Table 6.2 Block Randomization Sequence for Assigning Nine Participants to Three Conditions

Random assignment is not guaranteed to control all extraneous variables across conditions. It is always possible that just by chance, the participants in one condition might turn out to be substantially older, less tired, more motivated, or less depressed on average than the participants in another condition. However, there are some reasons that this is not a major concern. One is that random assignment works better than one might expect, especially for large samples. Another is that the inferential statistics that researchers use to decide whether a difference between groups reflects a difference in the population takes the “fallibility” of random assignment into account. Yet another reason is that even if random assignment does result in a confounding variable and therefore produces misleading results, this is likely to be detected when the experiment is replicated. The upshot is that random assignment to conditions—although not infallible in terms of controlling extraneous variables—is always considered a strength of a research design.

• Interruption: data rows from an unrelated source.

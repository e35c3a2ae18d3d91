//! Source line counting.
//!
//! Expands directory arguments through the directory walker, keeps only
//! C/C++ source files, and counts lines per file in parallel. Unreadable
//! files count as zero rather than failing the whole run.

use anyhow::Result;
use rayon::prelude::*;
use regex::Regex;
use std::fs;
use std::path::{Path, PathBuf};

use crate::walk;

const SOURCE_EXTENSIONS: &[&str] = &["cpp", "hpp", "c", "h", "cc", "cxx", "hh", "hxx"];

#[derive(Debug, Default)]
pub struct CountOptions {
    /// Skip blank lines.
    pub productive_only: bool,
    /// Only count files whose path matches.
    pub pattern: Option<Regex>,
    /// Search directories recursively.
    pub recursive: bool,
}

#[derive(Debug, PartialEq, Eq)]
pub struct CountResult {
    pub files: usize,
    pub lines: usize,
}

fn is_source_file(path: &Path) -> bool {
    path.extension()
        .is_some_and(|ext| SOURCE_EXTENSIONS.contains(&ext.to_string_lossy().as_ref()))
}

fn count_file(path: &Path, productive_only: bool) -> Option<usize> {
    let content = fs::read_to_string(path).ok()?;
    let count = if productive_only {
        content.lines().filter(|line| !line.trim().is_empty()).count()
    } else {
        content.lines().count()
    };
    Some(count)
}

/// Count lines across files and directory trees.
pub fn count_lines(paths: &[PathBuf], options: &CountOptions) -> Result<CountResult> {
    let mut files: Vec<PathBuf> = Vec::new();
    for path in paths {
        if path.is_dir() {
            files.extend(walk::filter_children(path, options.recursive, false, |p| {
                p.is_file() && is_source_file(p)
            })?);
        } else {
            files.push(path.clone());
        }
    }

    if let Some(pattern) = &options.pattern {
        files.retain(|p| pattern.is_match(&p.to_string_lossy()));
    }

    let lines: usize = files
        .par_iter()
        .map(|path| count_file(path, options.productive_only).unwrap_or(0))
        .sum();

    Ok(CountResult {
        files: files.len(),
        lines,
    })
}
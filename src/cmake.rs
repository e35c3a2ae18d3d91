//! CMake configure/build wrapper.
//!
//! Composes and runs `cmake` command lines, exporting `CC`/`CXX` for the
//! selected compiler, then post-processes the output: `warning:` lines are
//! counted, `FAILED:` lines mark the run as failed even when the exit code
//! lies.

use anyhow::{Context, Result, bail};
use colored::*;
use regex::Regex;
use std::path::{Path, PathBuf};
use std::process::{Command, Output};
use std::sync::LazyLock;
use std::time::Duration;

use crate::ui;

static WARNING_LINE: LazyLock<Regex> = LazyLock::new(|| Regex::new("warning:").unwrap());
static FAILED_LINE: LazyLock<Regex> = LazyLock::new(|| Regex::new("FAILED:").unwrap());

pub const DEFAULT_GENERATOR: &str = "Ninja";
pub const DEFAULT_BUILD_ROOT: &str = "build";
pub const DEFAULT_LOG_LEVEL: &str = "VERBOSE";

#[derive(Debug, Clone, Copy, PartialEq, Eq)]
pub enum Compiler {
    Clang,
    Gcc,
}

impl Compiler {
    pub fn from_name(name: &str) -> Option<Compiler> {
        match name {
            "clang" | "clang++" => Some(Compiler::Clang),
            "gcc" | "g++" => Some(Compiler::Gcc),
            _ => None,
        }
    }

    fn c(self) -> &'static str {
        match self {
            Compiler::Clang => "clang",
            Compiler::Gcc => "gcc",
        }
    }

    fn cpp(self) -> &'static str {
        match self {
            Compiler::Clang => "clang++",
            Compiler::Gcc => "g++",
        }
    }
}

/// A `-DNAME=VALUE` cache definition.
#[derive(Debug, Clone, PartialEq, Eq)]
pub struct CMakeDef {
    pub name: String,
    pub value: String,
}

impl CMakeDef {
    pub fn new(name: impl Into<String>, value: impl Into<String>) -> Self {
        Self {
            name: name.into(),
            value: value.into(),
        }
    }

    /// Boolean definitions render as ON/OFF.
    pub fn flag(name: impl Into<String>, value: bool) -> Self {
        Self::new(name, if value { "ON" } else { "OFF" })
    }

    /// Parse a `NAME=VALUE` argument. A bare `NAME` means ON.
    pub fn parse(raw: &str) -> Self {
        match raw.split_once('=') {
            Some((name, value)) => Self::new(name, value),
            None => Self::flag(raw, true),
        }
    }

    pub fn render(&self) -> String {
        format!("-D{}={}", self.name, self.value)
    }
}

#[derive(Debug)]
pub struct GenerateOptions {
    pub definitions: Vec<CMakeDef>,
    pub generator: String,
    pub source_root: PathBuf,
    pub build_root: PathBuf,
    pub log_level: String,
    pub compiler: Option<Compiler>,
    pub dev_output: bool,
}

impl Default for GenerateOptions {
    fn default() -> Self {
        Self {
            definitions: Vec::new(),
            generator: DEFAULT_GENERATOR.to_string(),
            source_root: PathBuf::from("."),
            build_root: PathBuf::from(DEFAULT_BUILD_ROOT),
            log_level: DEFAULT_LOG_LEVEL.to_string(),
            compiler: None,
            dev_output: false,
        }
    }
}

/// Compose the full `cmake` configure command line.
pub fn make_generate_command(options: &GenerateOptions) -> Vec<String> {
    let mut command = vec!["cmake".to_string()];
    if !options.dev_output {
        command.push("-Wno-dev".to_string());
    }
    command.push("-G".to_string());
    command.push(options.generator.clone());
    command.push(format!("--log-level={}", options.log_level));
    for def in &options.definitions {
        command.push(def.render());
    }
    command.push("-S".to_string());
    command.push(options.source_root.display().to_string());
    command.push("-B".to_string());
    command.push(options.build_root.display().to_string());
    command
}

/// Run the configure step.
pub fn generate(options: &GenerateOptions) -> Result<()> {
    let command = make_generate_command(options);
    ui::log_debug(format!("{:?}", command));

    let mut cmd = Command::new(&command[0]);
    cmd.args(&command[1..]);
    if let Some(compiler) = options.compiler {
        cmd.env("CC", compiler.c()).env("CXX", compiler.cpp());
        ui::log_debug(format!("CC = {}", compiler.c()));
        ui::log_debug(format!("CXX = {}", compiler.cpp()));
    }

    let output = run_with_spinner(cmd, "Configuring with CMake...")?;
    report(&output, "configure")
}

/// Run `cmake --build` on a configured build directory.
pub fn build(build_root: &Path) -> Result<()> {
    let mut cmd = Command::new("cmake");
    cmd.arg("--build").arg(build_root);

    let output = run_with_spinner(cmd, "Building...")?;
    report(&output, "build")
}

fn run_with_spinner(mut cmd: Command, message: &str) -> Result<Output> {
    let pb = indicatif::ProgressBar::new_spinner();
    pb.set_style(
        indicatif::ProgressStyle::default_spinner()
            .template("{spinner:.cyan} {msg}")
            .unwrap_or_else(|_| indicatif::ProgressStyle::default_spinner()),
    );
    pb.enable_steady_tick(Duration::from_millis(100));
    pb.set_message(message.to_string());

    let output = cmd.output().context("failed to launch cmake")?;
    pb.finish_and_clear();
    Ok(output)
}

fn report(output: &Output, phase: &str) -> Result<()> {
    let stdout = String::from_utf8_lossy(&output.stdout);
    let stderr = String::from_utf8_lossy(&output.stderr);

    let warnings = stdout
        .lines()
        .chain(stderr.lines())
        .filter(|line| WARNING_LINE.is_match(line))
        .count();
    let failed = stdout
        .lines()
        .chain(stderr.lines())
        .any(|line| FAILED_LINE.is_match(line));

    if !output.status.success() || failed {
        println!("{} CMake {} failed:", "x".red(), phase);
        let err = stderr.trim();
        if !err.is_empty() {
            println!("{}", err);
        }
        bail!("cmake {} failed", phase);
    }

    if warnings > 0 {
        println!(
            "{} CMake {} finished with {} warning(s)",
            "!".yellow(),
            phase,
            warnings
        );
    } else {
        println!("{} CMake {} finished", "✓".green(), phase);
    }
    Ok(())
}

Treatment and Control Conditions

Between-subjects experiments are often used to determine whether a treatment works. In psychological research, a treatment is any intervention meant to change people’s behavior for the better. This includes psychotherapies and medical treatments for psychological disorders but also interventions designed to improve learning, promote conservation, reduce prejudice, and so on. To determine whether a treatment works, participants are randomly assigned to either a treatment condition , in which they receive the treatment, or a control condition , in which they do not receive the treatment. If participants in the treatment condition end up better off than participants in the control condition—for example, they are less depressed, learn faster, conserve more, express less prejudice—then the researcher can conclude that the treatment works. In research on the effectiveness of psychotherapies and medical treatments, this type of experiment is often called a randomized clinical trial .

There are different types of control conditions. In a no-treatment control condition , participants receive no treatment whatsoever. One problem with this approach, however, is the existence of placebo effects. A placebo is a simulated treatment that lacks any active ingredient or element that should make it effective, and a placebo effect is a positive effect of such a treatment. Many folk remedies that seem to work—such as eating chicken soup for a cold or placing soap under the bedsheets to stop nighttime leg cramps—are probably nothing more than placebos. Although placebo effects are not well understood, they are probably driven primarily by people’s expectations that they will improve. Having the expectation to improve can result in reduced stress, anxiety, and depression, which can alter perceptions and even improve immune system functioning (Price, Finniss, & Benedetti, 2008).

Placebo effects are interesting in their own right (see Note 6.28 “The Powerful Placebo” ), but they also pose a serious problem for researchers who want to determine whether a treatment works. Figure 6.2 “Hypothetical Results From a Study Including Treatment, No-Treatment, and Placebo Conditions” shows some hypothetical results in which participants in a treatment condition improved more on average than participants in a no-treatment control condition. If these conditions (the two leftmost bars in Figure 6.2 “Hypothetical Results From a Study Including Treatment, No-Treatment, and Placebo Conditions” ) were the only conditions in this experiment, however, one could not conclude that the treatment worked. It could be instead that participants in the treatment group improved more because they expected to improve, while those in the no-treatment control condition did not.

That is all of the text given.